(Stored data)
· · · · · · ·

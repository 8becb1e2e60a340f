//! `aide chat`: interactive session with conversational memory.

use std::io::Write;
use std::path::Path;
use std::sync::Arc;

use aide_core::event::DomainEvent;
use tokio::io::{AsyncBufReadExt, BufReader};

pub async fn run(config: Option<&Path>) -> Result<(), Box<dyn std::error::Error>> {
    let assistant = Arc::new(super::start(config)?);

    println!();
    println!("  Aide: Interactive Mode");
    println!("  ======================");
    println!();
    println!("  Model:     {}", assistant.synthesizer_name());
    println!("  Sources:   {}", assistant.tool_names().join(", "));
    println!();
    println!("  Type your question and press Enter.");
    println!("  Type 'snapshot' for your daily brief, 'exit' or Ctrl+D to quit.");
    println!();

    // Progress lines while a source is consulted
    let mut events = assistant.subscribe();
    let progress = tokio::spawn(async move {
        while let Ok(event) = events.recv().await {
            if let DomainEvent::ToolSelected {
                tool_name: Some(tool),
                ..
            } = event.as_ref()
            {
                eprintln!("  (checking {})", tool.replace('_', " "));
            }
        }
    });

    let mut lines = BufReader::new(tokio::io::stdin()).lines();

    print!("  You > ");
    std::io::stdout().flush()?;

    while let Some(line) = lines.next_line().await? {
        let input = line.trim();
        if input.eq_ignore_ascii_case("exit") || input.eq_ignore_ascii_case("quit") {
            break;
        }

        let answer = if input.eq_ignore_ascii_case("snapshot") {
            assistant.get_snapshot().await
        } else {
            assistant.process_command(input).await
        };

        println!();
        for line in answer.lines() {
            println!("  Aide > {line}");
        }
        println!();

        print!("  You > ");
        std::io::stdout().flush()?;
    }

    assistant.shutdown().await;
    progress.abort();

    println!();
    println!("  Goodbye!");
    println!();

    Ok(())
}
//! Aide CLI: the main entry point.
//!
//! Commands:
//! - `ask`      : Answer one question and exit
//! - `chat`     : Interactive session with conversational memory
//! - `snapshot` : Summarize the day from calendar and Notion
//! - `doctor`   : Check configuration and data sources
//! - `onboard`  : Write a default config and create the knowledge folder

use std::path::PathBuf;

use clap::{Parser, Subcommand};

mod commands;

#[derive(Parser)]
#[command(
    name = "aide",
    about = "Aide: a productivity assistant over your calendar, notes, and tasks",
    version,
    author
)]
struct Cli {
    #[command(subcommand)]
    command: Commands,

    /// Path to the config file (defaults to ~/.aide/config.toml)
    #[arg(short, long, global = true)]
    config: Option<PathBuf>,

    /// Enable verbose logging
    #[arg(short, long, global = true)]
    verbose: bool,
}

#[derive(Subcommand)]
enum Commands {
    /// Ask a single question
    Ask {
        /// The question, e.g. "what's on my calendar tomorrow?"
        #[arg(required = true, num_args = 1..)]
        question: Vec<String>,
    },

    /// Start an interactive session
    Chat,

    /// Get today's snapshot
    Snapshot,

    /// Diagnose configuration and data sources
    Doctor,

    /// Initialize configuration and the knowledge folder
    Onboard,
}

#[tokio::main]
async fn main() -> Result<(), Box<dyn std::error::Error>> {
    let cli = Cli::parse();

    // Logs go to stderr so answers on stdout stay clean
    let filter = if cli.verbose { "debug" } else { "info" };
    tracing_subscriber::fmt()
        .with_env_filter(
            tracing_subscriber::EnvFilter::try_from_default_env()
                .unwrap_or_else(|_| tracing_subscriber::EnvFilter::new(filter)),
        )
        .with_target(false)
        .with_writer(std::io::stderr)
        .init();

    let config = cli.config.as_deref();
    match cli.command {
        Commands::Ask { question } => commands::ask::run(config, &question.join(" ")).await?,
        Commands::Chat => commands::chat::run(config).await?,
        Commands::Snapshot => commands::snapshot::run(config).await?,
        Commands::Doctor => commands::doctor::run(config).await?,
        Commands::Onboard => commands::onboard::run().await?,
    }

    Ok(())
}
//! Configuration loading, validation, and management for Aide.
//!
//! Loads configuration from `~/.aide/config.toml` (or `--config` /
//! `AIDE_CONFIG`) with environment variable overrides. Validates all
//! settings once at startup.

use serde::{Deserialize, Serialize};
use std::path::{Path, PathBuf};

/// The root configuration structure.
///
/// Maps directly to `~/.aide/config.toml`.
#[derive(Clone, Serialize, Deserialize)]
pub struct AppConfig {
    /// Name the assistant uses for itself in the system prompt
    #[serde(default = "default_assistant_name")]
    pub assistant_name: String,

    /// Replaces the built-in system instructions entirely
    #[serde(default, skip_serializing_if = "Option::is_none")]
    pub system_prompt_override: Option<String>,

    /// Language model endpoint and credentials
    #[serde(default)]
    pub llm: LlmConfig,

    /// Conversational memory settings
    #[serde(default)]
    pub memory: MemoryConfig,

    /// Context assembly settings
    #[serde(default)]
    pub context: ContextConfig,

    /// Google Calendar source
    #[serde(default)]
    pub calendar: CalendarConfig,

    /// Notion source
    #[serde(default)]
    pub notion: NotionConfig,

    /// Obsidian vault source
    #[serde(default)]
    pub obsidian: ObsidianConfig,

    /// Local knowledge folder
    #[serde(default)]
    pub knowledge: KnowledgeConfig,
}

fn default_assistant_name() -> String {
    "Aide".into()
}

/// Redact a secret for Debug output.
fn redact(s: &Option<String>) -> &'static str {
    match s {
        Some(_) => "[REDACTED]",
        None => "None",
    }
}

· · · · · · ·

*PROBLEM TO WORK ON*:
How many lines in the records above contain the word "Serialize"? Answer with the number alone.

*REPLY TO THE TASK*:
2